C’est parce que Socrate savait tout cela, qu’il demeurait dans sa maison, en supportant la plus méchante des femmes et un fils ingrat. A quoi aboutissait, en effet, la méchanceté de sa femme? à lui verser sur la tête toute l’eau qu’elle voulait, et à trépigner sur son gâteau. « Qu’est-ce que cela me fait, disait Socrate, dès que je le regarde comme indifférent? Or, ceci dépend de moi: il n’y a ni tyran, ni maître qui puisse m’en empêcher, si je le veux; la multitude ici est impuissante contre l’individu, le plus fort contre le plus faible. L’indépendance sur ce point est un don de Dieu à chacun de nous. »

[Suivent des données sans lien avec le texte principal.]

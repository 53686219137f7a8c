//! Request-scoped correlation context.
//!
//! # Responsibilities
//! - Assign each inbound request a fresh correlation token and start instant
//! - Make the context reachable from any code running inside the request's
//!   task, without threading it through call signatures
//!
//! # Design Decisions
//! - Storage is a tokio task-local, installed by the instrumentation
//!   middleware for the lifetime of the request future
//! - Absence of a context is a normal state (startup, background tasks), so
//!   lookups return `Option` instead of failing
//! - Work spawned onto other tasks does not inherit the context; wrap it with
//!   [`propagate`] to carry it along

use std::future::Future;
use std::net::SocketAddr;
use std::sync::Arc;
use std::time::{Duration, Instant};

use axum::extract::{ConnectInfo, Request};
use uuid::Uuid;

tokio::task_local! {
    static CURRENT: Arc<CorrelationContext>;
}

/// Correlation data for one in-flight request.
#[derive(Debug, Clone)]
pub struct CorrelationContext {
    id: Uuid,
    started_at: Instant,
    method: String,
    path: String,
    remote_addr: Option<SocketAddr>,
}

impl CorrelationContext {
    /// Open a context for `request` with a fresh v4 token.
    pub fn begin(request: &Request) -> Self {
        let remote_addr = request
            .extensions()
            .get::<ConnectInfo<SocketAddr>>()
            .map(|ConnectInfo(addr)| *addr);

        Self {
            id: Uuid::new_v4(),
            started_at: Instant::now(),
            method: request.method().to_string(),
            path: request.uri().path().to_string(),
            remote_addr,
        }
    }

    /// Build a context by hand, for work that does not originate from HTTP.
    pub fn detached(method: impl Into<String>, path: impl Into<String>) -> Self {
        Self {
            id: Uuid::new_v4(),
            started_at: Instant::now(),
            method: method.into(),
            path: path.into(),
            remote_addr: None,
        }
    }

    pub fn id(&self) -> Uuid {
        self.id
    }

    pub fn started_at(&self) -> Instant {
        self.started_at
    }

    pub fn method(&self) -> &str {
        &self.method
    }

    pub fn path(&self) -> &str {
        &self.path
    }

    pub fn remote_addr(&self) -> Option<SocketAddr> {
        self.remote_addr
    }

    /// Time since the context was opened.
    pub fn elapsed(&self) -> Duration {
        self.started_at.elapsed()
    }

    /// Run `fut` with `ctx` installed as the ambient context.
    pub async fn scope<F>(ctx: Arc<CorrelationContext>, fut: F) -> F::Output
    where
        F: Future,
    {
        CURRENT.scope(ctx, fut).await
    }

    /// The ambient context of the calling task, if any.
    pub fn current() -> Option<Arc<CorrelationContext>> {
        CURRENT.try_with(Arc::clone).ok()
    }

    /// Apply `f` to the ambient context without cloning it.
    pub fn with_current<R>(f: impl FnOnce(&CorrelationContext) -> R) -> Option<R> {
        CURRENT.try_with(|ctx| f(ctx)).ok()
    }
}

/// Carry the caller's ambient context (if any) into `fut`, typically before
/// handing it to `tokio::spawn`.
pub fn propagate<F>(fut: F) -> impl Future<Output = F::Output>
where
    F: Future,
{
    let ctx = CorrelationContext::current();
    async move {
        match ctx {
            Some(ctx) => CURRENT.scope(ctx, fut).await,
            None => fut.await,
        }
    }
}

Voilà les principes qui mettent l’amitié dans une famille, la concorde dans une ville, la paix entre les nations. Par eux, on est reconnaissant pour Dieu, et toujours sans crainte, parce qu’il n’y a jamais en question que des choses qui ne nous appartiennent pas et qui sont sans valeur.

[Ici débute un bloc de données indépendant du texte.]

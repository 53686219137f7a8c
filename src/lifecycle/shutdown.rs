//! Shutdown coordination for the service.

use tokio::sync::broadcast;
use tokio::task::JoinHandle;

use crate::lifecycle::signals;

/// Coordinator for graceful shutdown.
///
/// Provides a broadcast channel that all long-running tasks can subscribe to.
pub struct Shutdown {
    tx: broadcast::Sender<()>,
}

impl Shutdown {
    pub fn new() -> Self {
        let (tx, _) = broadcast::channel(1);
        Self { tx }
    }

    /// Subscribe to the shutdown signal.
    pub fn subscribe(&self) -> broadcast::Receiver<()> {
        self.tx.subscribe()
    }

    /// Trigger the shutdown signal.
    pub fn trigger(&self) {
        let _ = self.tx.send(());
    }

    /// Trigger shutdown once SIGINT or SIGTERM arrives.
    pub fn trigger_on_signal(&self) -> JoinHandle<()> {
        let tx = self.tx.clone();
        tokio::spawn(async move {
            let signal = signals::wait_for_signal().await;
            tracing::info!(signal, "Shutdown signal received");
            let _ = tx.send(());
        })
    }

    /// Number of tasks still subscribed.
    pub fn receiver_count(&self) -> usize {
        self.tx.receiver_count()
    }
}

impl Default for Shutdown {
    fn default() -> Self {
        Self::new()
    }
}

#[cfg(test)]
mod tests {
    use super::*;

    #[tokio::test]
    async fn test_trigger_reaches_every_subscriber() {
        let shutdown = Shutdown::new();
        let mut a = shutdown.subscribe();
        let mut b = shutdown.subscribe();
        assert_eq!(shutdown.receiver_count(), 2);

        shutdown.trigger();

        assert!(a.recv().await.is_ok());
        assert!(b.recv().await.is_ok());
    }

    #[test]
    fn test_trigger_without_subscribers_is_harmless() {
        Shutdown::default().trigger();
    }
}
//! Lifecycle management subsystem.
//!
//! # Data Flow
//! ```text
//! Startup (startup.rs):
//!     Load config → Init logging → Build metrics + probe → Bind listener
//!
//! Shutdown (shutdown.rs):
//!     Signal received → Stop accepting → Drain in-flight requests → Exit
//!
//! Signals (signals.rs):
//!     SIGTERM/SIGINT → Trigger graceful shutdown
//! ```
//!
//! # Design Decisions
//! - Ordered startup: config first, then logging, then subsystems
//! - The database is not contacted during startup

pub mod shutdown;
pub mod signals;
pub mod startup;

pub use shutdown::Shutdown;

Quant à nous, nous sommes bons pour écrire ou lire tout cela, et pour l’approuver quand nous l’avons lu; mais que nous sommes loin de nous en pénétrer! Aussi ce qu’on disait des Lacédémoniens,

« qu’ils sont des lions chez eux, des renards à Éphèse, »

peut s’appliquer à nous aussi: « lions dans l’école, renards dehors. »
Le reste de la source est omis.